A third theory is the fact that masking and other infection prevention activities in the community have ended. I doubt it’s this because masking was pretty much over last year and even the year before.
Some have asked me if this year’s strain of flu is somehow different, and the answer is that surveillance molecular data do not so far suggest this is the case. This is in contrast to the 2009 H1N1 influenza pandemic, where during April (!) flu cases surged because of the emergence of a novel H1N1 variant to which younger people had little immunity.
Related, one cause of this year’s high number of cases emphatically isn’t a flood of cases of “highly pathogenic” avian influenza, H5N1. Despite active surveillance at the state level, we still are not seeing this illness from this strain to a significant degree — fortunately!
Note that I put the words “highly pathogenic” in quotes. H5N1 is of course of great concern because we have no natural immunity to it. If it emerges as a human-to-human pathogen, we’re looking at an explosion of cases, analogous to or worse than 2009. That’s bad enough.
But another major worry is that it might be intrinsically more virulent, more likely to cause severe disease per case. But the cases of H5N1 reported thus far in the United States from animal sources have had a wide spectrum of severity.
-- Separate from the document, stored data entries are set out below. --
//! Guard layer - caller capability and lock-state checks
//!
//! Every mutating engine entry point runs its guard before touching any
//! amounts, so a rejected call never produces a transition.

use crate::state::PoolConfig;
use cpamm_common::AmmError;
use pinocchio::{account_info::AccountInfo, pubkey::Pubkey};

/// Identity that the substrate has authenticated for this call
///
/// On-chain the only way to get one is from a signer account. Host-side
/// substrates (registry tests, the simulator ledger) vouch for the identity
/// explicitly with [`VerifiedCaller::assume_verified`].
#[derive(Debug, Clone, Copy, PartialEq, Eq)]
pub struct VerifiedCaller {
    key: Pubkey,
}

impl VerifiedCaller {
    /// Capability from a signer account
    pub fn from_signer(account: &AccountInfo) -> Result<Self, AmmError> {
        if !account.is_signer() {
            return Err(AmmError::Unauthorized);
        }
        Ok(Self { key: *account.key() })
    }

    /// Capability for an identity the substrate has already authenticated
    pub fn assume_verified(key: Pubkey) -> Self {
        Self { key }
    }

    #[inline]
    pub fn key(&self) -> &Pubkey {
        &self.key
    }
}

/// Deposit/withdraw/swap are only valid on an unlocked pool
#[inline]
pub fn ensure_unlocked(config: &PoolConfig) -> Result<(), AmmError> {
    if config.is_locked() {
        return Err(AmmError::PoolLocked);
    }
    Ok(())
}

/// Caller must be the pool authority; authority-less pools reject everyone
#[inline]
pub fn ensure_authority(config: &PoolConfig, caller: &VerifiedCaller) -> Result<(), AmmError> {
    match config.authority() {
        Some(authority) if authority == caller.key() => Ok(()),
        _ => Err(AmmError::Unauthorized),
    }
}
At one extreme there has been a death, and at least one ICU admission; at the other end of the spectrum, many have had mild illness (conjunctivitis seems particularly common), and a recent serologic study in 150 bovine veterinary practitioners found 3 positive cases — all asymptomatic.
So I’d propose we remove the two-word phrase “highly pathogenic” as a common modifier of H5N1 until we really know whether it deserves this scary label — not just in birds and cats, but also in humans.
And please, let’s press on with the following:
- Active influenza surveillance, with transparent reporting of data. This recent government action to reduce the CDC workforce will not make this easier. To quote one of my former colleagues who works there right now, “It’s a very sad time for public health.” 100% agree.
- Re-invigorated research to improve the flu vaccine. That universal flu vaccine can’t come soon enough.
- Further drug development to improve flu treatment. Can I interest anyone in interferon lambda again, which was effective in COVID but never developed? It’s a potential treatment for respiratory viruses that may be agnostic to etiology.
Here’s hoping.
The views and opinions expressed in this blog do not represent those of NEJM Journal Watch, NEJM Group, or the Massachusetts Medical Society.
We’ve got to watch H5N1 closely. Absolutely critical.
During the 1918 influenza pandemic we had Woodrow Wilson, confining young men—the most vulnerable—in crowded army barracks and transport ships to fight in Europe. With AIDS we had Reagan, who barely mentioned it except to talk of quarantine. With COVID we had Trump, recommending bleach and ultraviolet light. History may be about to repeat itself. Maybe that’s what it will take.
Dr. Sax, your thoughts on baloxivir?